So about my aha moment: Jerry brings several key points of the Bible together in chapter 3. In the first chapter, he likened loving God to the first 3 of Moses' 10 commandments. And it is a truly accurate statement to say that if you love God obediently, on purpose, that you can not help but to follow the first 3 commandments. If you love God, you will not put others before Him. If you love God, you will not use His name in vain. If you love God, you will not build up false idols to worship. In chapter 2, he discusses the new commandment that Jesus gave, and that is to love your brother as you love yourself. The remaining 7 commandments cover that nicely: if you love your brother, you won't lie, murder, covet, etc. I have always had problems with the verse (forgive me for being foggy on it's location) that tells us that if you keep all the laws, but fall short in one area, then you are guilty of all. Thanks to Jerry's insight on how the commandments Jesus gave apply, it finally dawned on me. It really doesn't matter whether I kill you or lie to you, either way, I have failed to love you, and that is God's will. Aha! That's how God sees all sin as equal! It is not that we are just failing to be honest, or that we envy. His point was that we aren't loving each other as He loved us, as He commands us to love!

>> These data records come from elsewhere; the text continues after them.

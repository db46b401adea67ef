//! Base URL modeling and resolution.
//!
//! Picks a candidate from an injected [`UrlSources`] (site URL first, platform
//! host second, then a fixed local default) and normalizes it so it always
//! carries a scheme and a trailing slash.

mod normalize;

pub use normalize::{ensure_scheme, ensure_trailing_slash, normalize, DEFAULT_SCHEME_PREFIX};

use std::fmt;
use std::ops::Deref;

use serde::Serialize;

use crate::error::BaseUrlError;

/// Base URL used when neither candidate is available.
pub const DEFAULT_BASE_URL: &str = "http://localhost:3000/";

/// The two optional candidates a base URL is resolved from.
#[derive(Debug, Clone, Default, PartialEq, Eq)]
pub struct UrlSources {
    /// Explicitly configured site URL (first priority).
    pub site_url: Option<String>,
    /// Hostname assigned by the hosting platform (second priority).
    pub platform_host: Option<String>,
}

impl UrlSources {
    pub fn new(site_url: Option<String>, platform_host: Option<String>) -> Self {
        Self {
            site_url,
            platform_host,
        }
    }
}

/// Which candidate a resolved [`BaseUrl`] came from.
#[derive(Debug, Clone, Copy, PartialEq, Eq, Serialize)]
#[serde(rename_all = "snake_case")]
pub enum Source {
    SiteUrl,
    PlatformHost,
    Default,
}

impl fmt::Display for Source {
    fn fmt(&self, f: &mut fmt::Formatter<'_>) -> fmt::Result {
        let s = match self {
            Source::SiteUrl => "site_url",
            Source::PlatformHost => "platform_host",
            Source::Default => "default",
        };
        f.write_str(s)
    }
}

/// A normalized absolute base URL: starts with `http` and ends with `/`.
///
/// Only constructed through resolution, so every value carries the
/// normalization. Cheap to clone; never cached by this crate.
#[derive(Debug, Clone, PartialEq, Eq, Hash, Serialize)]
#[serde(transparent)]
pub struct BaseUrl(String);

impl BaseUrl {
    fn from_candidate(candidate: &str) -> Self {
        BaseUrl(normalize(candidate))
    }

    pub fn as_str(&self) -> &str {
        &self.0
    }

    pub fn into_string(self) -> String {
        self.0
    }

    /// Builds an absolute link by appending `path` to the base.
    ///
    /// Leading slashes on `path` are stripped so the result has exactly one
    /// separator at the join point.
    ///
    /// # Examples
    ///
    /// - base `https://example.com/` + `"/blog/post"` → `"https://example.com/blog/post"`
    /// - base `https://example.com/` + `""` → `"https://example.com/"`
    pub fn join(&self, path: &str) -> String {
        let rest = path.trim_start_matches('/');
        let mut out = String::with_capacity(self.0.len() + rest.len());
        out.push_str(&self.0);
        out.push_str(rest);
        out
    }

    /// Parses the base into a [`url::Url`].
    ///
    /// Fails for values normalization cannot repair, such as `https://` from an
    /// empty candidate.
    pub fn to_url(&self) -> Result<url::Url, BaseUrlError> {
        url::Url::parse(&self.0).map_err(|source| BaseUrlError::Parse {
            value: self.0.clone(),
            source,
        })
    }
}

impl fmt::Display for BaseUrl {
    fn fmt(&self, f: &mut fmt::Formatter<'_>) -> fmt::Result {
        f.write_str(&self.0)
    }
}

impl Deref for BaseUrl {
    type Target = str;

    fn deref(&self) -> &str {
        &self.0
    }
}

impl AsRef<str> for BaseUrl {
    fn as_ref(&self) -> &str {
        &self.0
    }
}

impl From<BaseUrl> for String {
    fn from(value: BaseUrl) -> Self {
        value.0
    }
}

impl PartialEq<&str> for BaseUrl {
    fn eq(&self, other: &&str) -> bool {
        self.0 == *other
    }
}

impl PartialEq<str> for BaseUrl {
    fn eq(&self, other: &str) -> bool {
        self.0 == other
    }
}

/// Resolves the base URL from `sources`, falling back to [`DEFAULT_BASE_URL`].
///
/// Total and side-effect free: the same `sources` always yield the same value.
/// A candidate that is `Some("")` is used as-is (giving `https://`); empty
/// environment values are filtered before they get here, see
/// [`crate::env_source::EmptyValuePolicy`].
pub fn resolve_base_url(sources: &UrlSources) -> BaseUrl {
    resolve_with_source(sources, DEFAULT_BASE_URL).0
}

/// Like [`resolve_base_url`] with a caller-chosen fallback, also reporting which
/// candidate won. The fallback is normalized like any other candidate.
pub fn resolve_with_source(sources: &UrlSources, default: &str) -> (BaseUrl, Source) {
    let (candidate, source) = match (&sources.site_url, &sources.platform_host) {
        (Some(site), _) => (site.as_str(), Source::SiteUrl),
        (None, Some(host)) => (host.as_str(), Source::PlatformHost),
        (None, None) => (default, Source::Default),
    };
    (BaseUrl::from_candidate(candidate), source)
}
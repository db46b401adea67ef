use baseurl_core::logging;

mod cli;

use crate::cli::CliCommand;

fn main() {
    // Stdout carries the resolved URL, so logs go to the state file when possible.
    if let Err(err) = logging::init_logging() {
        logging::init_logging_stderr();
        tracing::warn!("file logging unavailable, using stderr: {}", err);
    }

    if let Err(err) = CliCommand::run_from_args() {
        eprintln!("baseurl error: {:#}", err);
        std::process::exit(1);
    }
}
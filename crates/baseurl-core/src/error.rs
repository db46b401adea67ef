//! Error type for the fallible edges of the crate (link parsing, config loading).
//!
//! Resolution itself is total and never returns one of these.

use std::path::PathBuf;

#[derive(Debug, thiserror::Error)]
pub enum BaseUrlError {
    /// The normalized base URL is not a parseable absolute URL (e.g. `https://`).
    #[error("invalid base url {value:?}: {source}")]
    Parse {
        value: String,
        #[source]
        source: url::ParseError,
    },
    /// Reading the config file failed for a reason other than it being absent.
    #[error("failed to read config {}: {source}", .path.display())]
    ConfigRead {
        path: PathBuf,
        #[source]
        source: std::io::Error,
    },
    /// The config file exists but is not valid TOML for [`crate::config::BaseUrlConfig`].
    #[error("failed to parse config {}: {source}", .path.display())]
    ConfigParse {
        path: PathBuf,
        #[source]
        source: toml::de::Error,
    },
    #[error("cannot locate XDG directories: {0}")]
    Xdg(#[from] xdg::BaseDirectoriesError),
}

#[cfg(test)]
mod tests {
    use super::*;

    #[test]
    fn parse_error_mentions_value() {
        let source = url::Url::parse("https://").unwrap_err();
        let err = BaseUrlError::Parse {
            value: "https://".to_string(),
            source,
        };
        assert!(err.to_string().contains("\"https://\""));
    }

    #[test]
    fn config_read_error_mentions_path() {
        let err = BaseUrlError::ConfigRead {
            path: PathBuf::from("/nope/config.toml"),
            source: std::io::Error::from(std::io::ErrorKind::PermissionDenied),
        };
        assert!(err.to_string().contains("/nope/config.toml"));
    }
}
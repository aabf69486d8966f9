//! Logging setup.
//!
//! Logs go to stderr so they never mix with redirected report content.
//! `RUST_LOG` selects the filter; without it only this crate logs, at info.

use tracing_subscriber::EnvFilter;
use tracing_subscriber::fmt::format::FmtSpan;

/// Filter used when `RUST_LOG` is unset.
pub const DEFAULT_FILTER: &str = "go_test_html_report=info";

/// Install the global subscriber.
///
/// `filter` overrides both `RUST_LOG` and the default.
///
/// # Errors
///
/// Returns an error if the filter is invalid or a subscriber is already set.
pub fn init_logging(
    filter: Option<&str>,
) -> Result<(), Box<dyn std::error::Error + Send + Sync>> {
    let env_filter = match filter {
        Some(directives) => EnvFilter::try_new(directives)?,
        None => EnvFilter::try_from_default_env().or_else(|_| EnvFilter::try_new(DEFAULT_FILTER))?,
    };

    tracing_subscriber::fmt()
        .with_env_filter(env_filter)
        .with_writer(std::io::stderr)
        .with_target(false)
        .with_span_events(FmtSpan::NONE)
        .try_init()
}

/// Subscriber for tests: debug level, captured by the test harness.
pub fn init_test_logging() {
    let _ = tracing_subscriber::fmt()
        .with_env_filter("go_test_html_report=debug")
        .with_test_writer()
        .try_init();
}
//! Typed HTML fragments for package cards, test cards and subtest rows.

use crate::model::{Outcome, PackageSummary, RunCounts, SubtestState, TestOverview, TestRecord};

/// Background style of a card, chosen from its status.
#[derive(Debug, Clone, Copy, PartialEq, Eq)]
pub enum StyleClass {
    Success,
    Fail,
    Skip,
}

impl StyleClass {
    #[must_use]
    pub const fn css_class(&self) -> &'static str {
        match self {
            Self::Success => "successBackgroundColor",
            Self::Fail => "failBackgroundColor",
            Self::Skip => "skipBackgroundColor",
        }
    }

    /// Anything other than `pass` or `fail` renders as skipped.
    #[must_use]
    pub const fn for_outcome(outcome: Outcome) -> Self {
        match outcome {
            Outcome::Pass => Self::Success,
            Outcome::Fail => Self::Fail,
            Outcome::Skip => Self::Skip,
        }
    }

    #[must_use]
    pub const fn for_subtest(state: SubtestState) -> Self {
        match state {
            SubtestState::Passed => Self::Success,
            SubtestState::Failed => Self::Fail,
            SubtestState::Skipped => Self::Skip,
        }
    }
}

#[derive(Debug, Clone, PartialEq)]
pub enum FragmentKind {
    /// Collapsible package card; carries the running-counter snapshot.
    Package { counts: RunCounts },
    /// Collapsible test card.
    Test,
    /// One subtest row.
    Subtest,
}

/// A node of the rendered report tree.
#[derive(Debug, Clone, PartialEq)]
pub struct Fragment {
    pub kind: FragmentKind,
    pub name: String,
    pub elapsed: f64,
    pub style: StyleClass,
    pub children: Vec<Self>,
}

impl Fragment {
    /// Package card titled `<name>_<os_label>`, holding `tests`.
    #[must_use]
    pub fn package(summary: &PackageSummary, os_label: &str, tests: Vec<Self>) -> Self {
        Self {
            kind: FragmentKind::Package {
                counts: summary.counts,
            },
            name: format!("{}_{}", summary.name, os_label),
            elapsed: summary.elapsed_minutes,
            style: StyleClass::for_outcome(summary.status),
            children: tests,
        }
    }

    /// Test card with one row per subtest.
    #[must_use]
    pub fn test(overview: &TestOverview) -> Self {
        Self {
            kind: FragmentKind::Test,
            name: overview.header.name.clone(),
            elapsed: overview.header.elapsed_minutes,
            style: StyleClass::for_subtest(overview.header.status),
            children: overview.test_cases.iter().map(Self::subtest).collect(),
        }
    }

    #[must_use]
    pub fn subtest(record: &TestRecord) -> Self {
        Self {
            kind: FragmentKind::Subtest,
            name: record.name.clone(),
            elapsed: record.elapsed_minutes,
            style: StyleClass::for_subtest(record.status),
            children: Vec::new(),
        }
    }

    /// Render this fragment and its children.
    #[must_use]
    pub fn render(&self) -> String {
        let mut html = String::new();
        self.render_into(&mut html);
        html
    }

    fn render_into(&self, html: &mut String) {
        let name = html_escape(&self.name);
        let class = self.style.css_class();

        match &self.kind {
            FragmentKind::Package { counts } => {
                html.push_str(&format!(
                    "<div type=\"button\" class=\"collapsible\" data-failed-tests=\"{}\" \
                     data-passed-tests=\"{}\" data-skipped-tests=\"{}\">\n",
                    counts.failed, counts.passed, counts.skipped
                ));
                html.push_str(&format!(
                    "<div class=\"collapsibleHeading packageCardLayout {class} \">\
                     <div>{name}</div>\n<div>Run Time: {:.2}</div> \n</div>\n",
                    self.elapsed
                ));
                html.push_str("<div class=\"collapsibleHeadingContent\">\n");
                self.render_children(html);
                html.push_str("</div>\n</div>");
            }
            FragmentKind::Test => {
                html.push_str("<div type=\"button\" class=\"collapsible \">\n");
                html.push_str(&format!(
                    "<div class=\"collapsibleHeading testCardLayout {class} \">\
                     <div>+ {name}</div>\n<div>{:.2}s</div>\n</div>\n",
                    self.elapsed
                ));
                html.push_str("<div class=\"collapsibleHeadingContent\">\n");
                self.render_children(html);
                html.push_str("</div>\n</div>");
            }
            FragmentKind::Subtest => {
                html.push_str(&format!(
                    "<div class=\"testCardLayout {class} \"><div>{name}</div>\n\
                     <div>{:.6}m</div></div>",
                    self.elapsed
                ));
            }
        }
    }

    fn render_children(&self, html: &mut String) {
        for child in &self.children {
            child.render_into(html);
            html.push('\n');
        }
    }
}

/// Escape HTML special characters
#[must_use]
pub fn html_escape(s: &str) -> String {
    s.replace('&', "&amp;")
        .replace('<', "&lt;")
        .replace('>', "&gt;")
        .replace('"', "&quot;")
        .replace('\'', "&#39;")
}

I am quite thrilled with myself to have finally figured out what the Lord was telling us when He said all sin is equal in his eyes. And it truly makes a difference in how I see not only Scripture, but how I see my own actions. And love IS an action. The human emotion of love is not rational, but God's definition is inerrant. Every phrase he uses to define love takes a conscious effort on our part. We must be kind. We must be patient. We must be honest; we must not be rude. So, as Dr. Corbaley's book has helped me to realize, every day, in every action, we make the choice whether to love or not to love. And with practice, that action will become habit. It is a habit I strive to learn, and I am very thankful to have someone to help me in my struggles (that's you, Lynnie!). It is very spiritually and mentally fulfilling to have so many questions answered. I look forward yet again to delving deeper into my studies on God's Greatest Commandment.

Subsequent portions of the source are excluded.